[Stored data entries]
Start of Block

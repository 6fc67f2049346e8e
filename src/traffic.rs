//! Click-through share estimates by search result position.

const POSITION_TRAFFIC_SHARE: [f64; 30] = [
    0.30, 0.13, 0.09, 0.06, 0.04, 0.03, 0.023, 0.019, 0.019, 0.017, // 1-10
    0.013, 0.013, 0.013, 0.013, 0.013, // 11-15
    0.01, 0.01, 0.01, 0.01, 0.01, // 16-20
    0.002, 0.002, 0.002, 0.002, 0.002, 0.002, 0.002, 0.002, 0.002, 0.002, // 21-30
];

const MAX_RANKED_POSITION: f64 = 30.0;

fn table_share(position: usize) -> f64 {
    match position {
        1..=30 => POSITION_TRAFFIC_SHARE[position - 1],
        _ => 0.0,
    }
}

/// Estimated share of clicks landing on `position`, interpolated linearly
/// between neighbouring integer ranks. Positions past 30 get nothing.
pub fn share_for_position(position: f64) -> f64 {
    if !position.is_finite() || position < 0.0 || position > MAX_RANKED_POSITION {
        return 0.0;
    }

    let lower = position.floor();
    let upper = position.ceil();
    let lower_share = table_share(lower as usize);
    if lower == upper {
        return lower_share;
    }

    let upper_share = table_share(upper as usize);
    lower_share + (position - lower) * (upper_share - lower_share)
}

pub fn estimated_traffic(position: f64, search_volume: u64) -> u64 {
    (search_volume as f64 * share_for_position(position)).floor() as u64
}
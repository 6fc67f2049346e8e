pub mod collector;
pub mod snapshot;

pub use collector::MetricsCollector;
pub use snapshot::MetricsSnapshot;
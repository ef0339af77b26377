use std::ffi::OsString;
use std::path::Path;
use std::path::PathBuf;

use globset::GlobBuilder;
use globset::GlobMatcher;
use ignore::WalkBuilder;

use crate::DEFINITION_EXTENSION;
use crate::RegenError;
use crate::RegenResult;

/// Wildcard character in generic definition names. A doubled `@@` also
/// applies to subdirectories.
pub const WILDCARD: char = '@';

fn file_name(path: &Path) -> &str {
	path.file_name()
		.and_then(|name| name.to_str())
		.unwrap_or_default()
}

fn is_definition_name(name: &str) -> bool {
	Path::new(name)
		.extension()
		.is_some_and(|extension| extension == DEFINITION_EXTENSION)
}

/// Returns true when the definition's file name contains a wildcard.
pub fn is_generic(definition: &Path) -> bool {
	file_name(definition).contains(WILDCARD)
}

fn is_recursive(name: &str) -> bool {
	name.contains("@@")
}

fn is_ignored_directory_name(name: &str) -> bool {
	name == ".git" || name == "node_modules" || name == "target"
}

/// The output of a specific definition: its path without the final
/// extension.
pub fn default_output_for(definition: &Path) -> PathBuf {
	definition.with_extension("")
}

/// Compile the file-name matcher for a generic definition name. The text
/// before the first run of `@` is a required prefix and the text after it a
/// required suffix.
fn generic_matcher(definition_name: &str) -> RegenResult<GlobMatcher> {
	let stem = definition_name
		.strip_suffix(&format!(".{DEFINITION_EXTENSION}"))
		.unwrap_or(definition_name);
	let (prefix, rest) = stem.split_once(WILDCARD).unwrap_or((stem, ""));
	let rest = rest.trim_start_matches(WILDCARD);
	let suffix = rest.split(WILDCARD).next().unwrap_or_default();

	let pattern = format!("{}*{}", globset::escape(prefix), globset::escape(suffix));
	GlobBuilder::new(&pattern)
		.literal_separator(true)
		.build()
		.map(|glob| glob.compile_matcher())
		.map_err(|e| {
			RegenError::Discovery {
				path: definition_name.to_string(),
				reason: e.to_string(),
			}
		})
}

fn sorted_file_names(directory: &Path) -> RegenResult<Vec<String>> {
	let entries = match std::fs::read_dir(directory) {
		Ok(entries) => entries,
		Err(e) if e.kind() == std::io::ErrorKind::NotFound => return Ok(Vec::new()),
		Err(e) => return Err(e.into()),
	};

	let mut names = Vec::new();
	for entry in entries {
		let entry = entry?;
		if entry.file_type()?.is_file() {
			if let Some(name) = entry.file_name().to_str() {
				names.push(name.to_string());
			}
		}
	}

	names.sort();
	Ok(names)
}

/// Find the definition that generates `file`.
///
/// `<file>.regen` wins. Otherwise the nearest generic definition matching the
/// file name is used, searching the file's directory and then, for `@@`
/// definitions only, each ancestor directory.
pub fn find_template_for(file: &Path) -> RegenResult<Option<PathBuf>> {
	let mut specific = OsString::from(file.as_os_str());
	specific.push(format!(".{DEFINITION_EXTENSION}"));
	let specific = PathBuf::from(specific);
	if specific.is_file() {
		return Ok(Some(specific));
	}

	let name = file_name(file);
	let directory = match file.parent() {
		Some(parent) if !parent.as_os_str().is_empty() => parent.to_path_buf(),
		_ => PathBuf::from("."),
	};
	let mut directory = directory.canonicalize().unwrap_or(directory);
	let mut level = 0;

	loop {
		for candidate in sorted_file_names(&directory)? {
			if !is_definition_name(&candidate)
				|| !candidate.contains(WILDCARD)
				|| (level > 0 && !is_recursive(&candidate))
			{
				continue;
			}

			if generic_matcher(&candidate)?.is_match(name) {
				let definition = directory.join(candidate);
				tracing::debug!(definition = %definition.display(), level, "found generic definition");
				return Ok(Some(definition));
			}
		}

		let Some(parent) = directory.parent() else {
			return Ok(None);
		};
		directory = parent.to_path_buf();
		level += 1;
	}
}

/// List the files `definition` generates.
///
/// A specific definition has exactly one output. A generic one applies to
/// every matching file beside it, and with `@@` to matching files in all
/// subdirectories as well.
pub fn find_outputs_for(definition: &Path) -> RegenResult<Vec<PathBuf>> {
	let name = file_name(definition);
	if !name.contains(WILDCARD) {
		return Ok(vec![default_output_for(definition)]);
	}

	let matcher = generic_matcher(name)?;
	let directory = match definition.parent() {
		Some(parent) if !parent.as_os_str().is_empty() => parent,
		_ => Path::new("."),
	};

	let mut walker = WalkBuilder::new(directory);
	walker
		.max_depth((!is_recursive(name)).then_some(1))
		.hidden(false)
		.require_git(false)
		.filter_entry(|entry| {
			entry.depth() == 0
				|| !entry.file_type().is_some_and(|kind| kind.is_dir())
				|| !entry
					.file_name()
					.to_str()
					.is_some_and(is_ignored_directory_name)
		})
		.sort_by_file_name(|a, b| a.cmp(b));

	let mut outputs = Vec::new();
	for entry in walker.build() {
		let entry = entry.map_err(|e| {
			RegenError::Discovery {
				path: directory.display().to_string(),
				reason: e.to_string(),
			}
		})?;

		if !entry.file_type().is_some_and(|kind| kind.is_file()) {
			continue;
		}

		let Some(candidate) = entry.file_name().to_str() else {
			continue;
		};

		if !is_definition_name(candidate) && matcher.is_match(candidate) {
			outputs.push(entry.into_path());
		}
	}

	tracing::debug!(definition = %definition.display(), count = outputs.len(), "found outputs");
	Ok(outputs)
}
use assert_cmd::Command;
use regen_core::AnyEmptyResult;
use rstest::rstest;

const SOURCE: &str = "header\n// {{{ imports\nuse std::fs;\nuse std::io;\n// }}}\n/* {{{ body\nfn main() {}\n   }}} */\n";

fn regen() -> Result<Command, Box<dyn std::error::Error>> {
	let mut cmd = Command::cargo_bin("regen")?;
	cmd.env("NO_COLOR", "1").env_remove("REGEN_LOG");
	Ok(cmd)
}

#[test]
fn blocks_lists_names_in_text() -> AnyEmptyResult {
	let tmp = tempfile::tempdir()?;
	std::fs::write(tmp.path().join("main.rs"), SOURCE)?;

	regen()?
		.arg("blocks")
		.arg("main.rs")
		.arg("--path")
		.arg(tmp.path())
		.assert()
		.success()
		.stdout(predicates::str::contains("Blocks in main.rs:"))
		.stdout(predicates::str::contains("body (1 line(s), marker 1)"))
		.stdout(predicates::str::contains("imports (2 line(s), marker 0)"));

	Ok(())
}

#[test]
fn blocks_outputs_json() -> AnyEmptyResult {
	let tmp = tempfile::tempdir()?;
	std::fs::write(tmp.path().join("main.rs"), SOURCE)?;

	let output = regen()?
		.arg("blocks")
		.arg("main.rs")
		.arg("--format")
		.arg("json")
		.arg("--path")
		.arg(tmp.path())
		.output()?;

	assert!(output.status.success());
	let value: serde_json::Value = serde_json::from_slice(&output.stdout)?;
	assert_eq!(value["file"], "main.rs");
	assert_eq!(value["blocks"][0]["name"], "body");
	assert_eq!(value["blocks"][1]["name"], "imports");
	assert_eq!(value["blocks"][1]["content"], "use std::fs;\nuse std::io;");

	Ok(())
}

#[rstest]
#[case::empty("")]
#[case::unclosed("// {{{ dangling\nnever closed\n")]
fn blocks_reports_when_none_found(#[case] source: &str) -> AnyEmptyResult {
	let tmp = tempfile::tempdir()?;
	std::fs::write(tmp.path().join("main.rs"), source)?;

	regen()?
		.arg("blocks")
		.arg("main.rs")
		.arg("--path")
		.arg(tmp.path())
		.assert()
		.success()
		.stdout(predicates::str::contains("No protected blocks found in main.rs."));

	Ok(())
}

#[test]
fn blocks_missing_file_fails() -> AnyEmptyResult {
	let tmp = tempfile::tempdir()?;

	regen()?
		.arg("blocks")
		.arg("missing.rs")
		.arg("--path")
		.arg(tmp.path())
		.assert()
		.code(2);

	Ok(())
}

#[test]
fn blocks_runs_from_the_working_directory() -> AnyEmptyResult {
	let tmp = tempfile::tempdir()?;
	std::fs::write(tmp.path().join("main.rs"), SOURCE)?;

	regen()?
		.current_dir(tmp.path())
		.arg("blocks")
		.arg("main.rs")
		.assert()
		.success()
		.stdout(predicates::str::contains("imports (2 line(s), marker 0)"));

	Ok(())
}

End of Block

Print again the lines of the entries above that fall between the line holding "use ignore::WalkBuilder;" and the line holding "Path::new(name)", inclusive, exactly as they stand.

use ignore::WalkBuilder;

use crate::DEFINITION_EXTENSION;
use crate::RegenError;
use crate::RegenResult;

/// Wildcard character in generic definition names. A doubled `@@` also
/// applies to subdirectories.
pub const WILDCARD: char = '@';

fn file_name(path: &Path) -> &str {
	path.file_name()
		.and_then(|name| name.to_str())
		.unwrap_or_default()
}

fn is_definition_name(name: &str) -> bool {
	Path::new(name)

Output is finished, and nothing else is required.